Objectives To assess the impact of a rehabilitation programme targeted at hospital employees absent sick for >4 weeks.
Methods In January 2009, a new multidisciplinary rehabilitation programme was instituted at Southampton University Hospitals (SUH) for staff who had been absent sick for >4 weeks. To evaluate its impact, sickness absence data were collected prospectively from management systems at SUH and at a nearby control group of hospitals (Salisbury) from January 2008 to December 2010. In addition, occupational health records at SUH were individually linked to sickness absence records to check the completeness with which the programme was taken up. Trends in absence rates were assessed by simple descriptive statistics. Comparisons focused on the four quarters of 2008 (before the programme was launched) and the four quarters beginning October 2009 (after it had been firmly established).

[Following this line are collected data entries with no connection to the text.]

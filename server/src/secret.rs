//! Secret code generation
//!
//! A secret is derived from a uniform draw by a fixed scramble (reverse on an
//! even digit sum, increment every digit otherwise), palindromes collapse to
//! the all-sevens value, and the difficulty tier filters the result. The rng
//! is a parameter so that a seeded generator reproduces the same secrets.

use crate::code::{all_sevens, lower_bound, upper_bound, Code};
use crate::config::{check_code_shape, Difficulty};
use crate::error::ConfigError;
use log::debug;
use rand::Rng;

/// Draws secrets until one passes the range check and the difficulty filter.
pub fn generate<R: Rng + ?Sized>(
    digit_width: u8,
    difficulty: Difficulty,
    rng: &mut R,
) -> Result<Code, ConfigError> {
    check_code_shape(digit_width, difficulty)?;

    let min = lower_bound(digit_width);
    let max = upper_bound(digit_width);
    let mut attempts = 0u32;

    loop {
        attempts += 1;
        let Some(candidate) = scramble(rng.gen_range(min..=max), digit_width) else {
            continue;
        };

        if accepts(difficulty, &candidate) {
            debug!("Generated {} secret after {} draw(s)", difficulty, attempts);
            return Ok(candidate);
        }
    }
}

/// Applies the deterministic part of generation to one draw.
///
/// Returns `None` when the result leaves the digit-width range, i.e. when a
/// leading zero appears after reversing or wrapping.
pub fn scramble(base: u32, digit_width: u8) -> Option<Code> {
    let digits = Code::from_value(base, digit_width);

    let modified = if digits.digit_sum() % 2 == 0 {
        digits.reversed()
    } else {
        digits.incremented()
    };

    let code = if modified.is_palindrome() {
        Code::from_value(all_sevens(digit_width), digit_width)
    } else {
        modified
    };

    let value = code.value();
    (lower_bound(digit_width)..=upper_bound(digit_width))
        .contains(&value)
        .then_some(code)
}

fn accepts(difficulty: Difficulty, code: &Code) -> bool {
    match difficulty {
        Difficulty::Easy => !code.has_repeated_digit(),
        Difficulty::Medium => true,
        Difficulty::Hard => code.has_repeated_digit(),
    }
}
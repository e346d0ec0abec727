//! Error types shared by the server modules

use std::io;
use thiserror::Error;

/// Rejected game configuration. Returned instead of looping or panicking.
#[derive(Debug, Clone, PartialEq, Eq, Error)]
pub enum ConfigError {
    #[error("code digits must be between {min} and {max}, got {found}")]
    DigitWidthOutOfRange { found: u8, min: u8, max: u8 },
    #[error("hard difficulty needs at least 3 digits, got {0}")]
    HardNeedsThreeDigits(u8),
    #[error("at least one player is required")]
    NoPlayers,
    #[error("configured for {expected} players but {connected} are connected")]
    PlayerCountMismatch { expected: usize, connected: usize },
}

/// A guess that is not exactly digit-width numeric text.
#[derive(Debug, Clone, PartialEq, Eq, Error)]
pub enum ValidationError {
    #[error("guess must contain exactly {expected} digits")]
    WrongLength { expected: u8, found: usize },
    #[error("guess must contain only digits")]
    NonDigit,
}

/// Outcome of a failed read from a player.
#[derive(Debug, Clone, PartialEq, Eq, Error)]
pub enum ReadError {
    #[error("read deadline elapsed")]
    Timeout,
    #[error("connection lost: {0}")]
    Disconnected(String),
}

#[derive(Debug, Error)]
pub enum GameError {
    #[error(transparent)]
    Config(#[from] ConfigError),
    #[error("player {player} disconnected: {reason}")]
    Disconnected { player: u32, reason: String },
    #[error("coordinator has already stopped")]
    Stopped,
    #[error("i/o error: {0}")]
    Io(#[from] io::Error),
}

Results During 2009/2010, 313 (42%) of employees at SUH who were absent for >4 weeks were referred to the rehabilitation programme within 6 weeks of going off sick. At SUH, the proportion of 4 week absences that continued beyond 8 weeks fell from 53% in 2008 to 47% in 2009/10, while in Salisbury the corresponding proportion increased from 51% to 55%. This gave a difference in improvement in rate of return to work by 8 weeks of 9% (95% CI -1% to 18%).
Conclusions Despite incomplete referral of eligible employees, these data suggest that the rehabilitation programme produced benefit. Further analysis will explore whether the programme is likely to be cost-effective.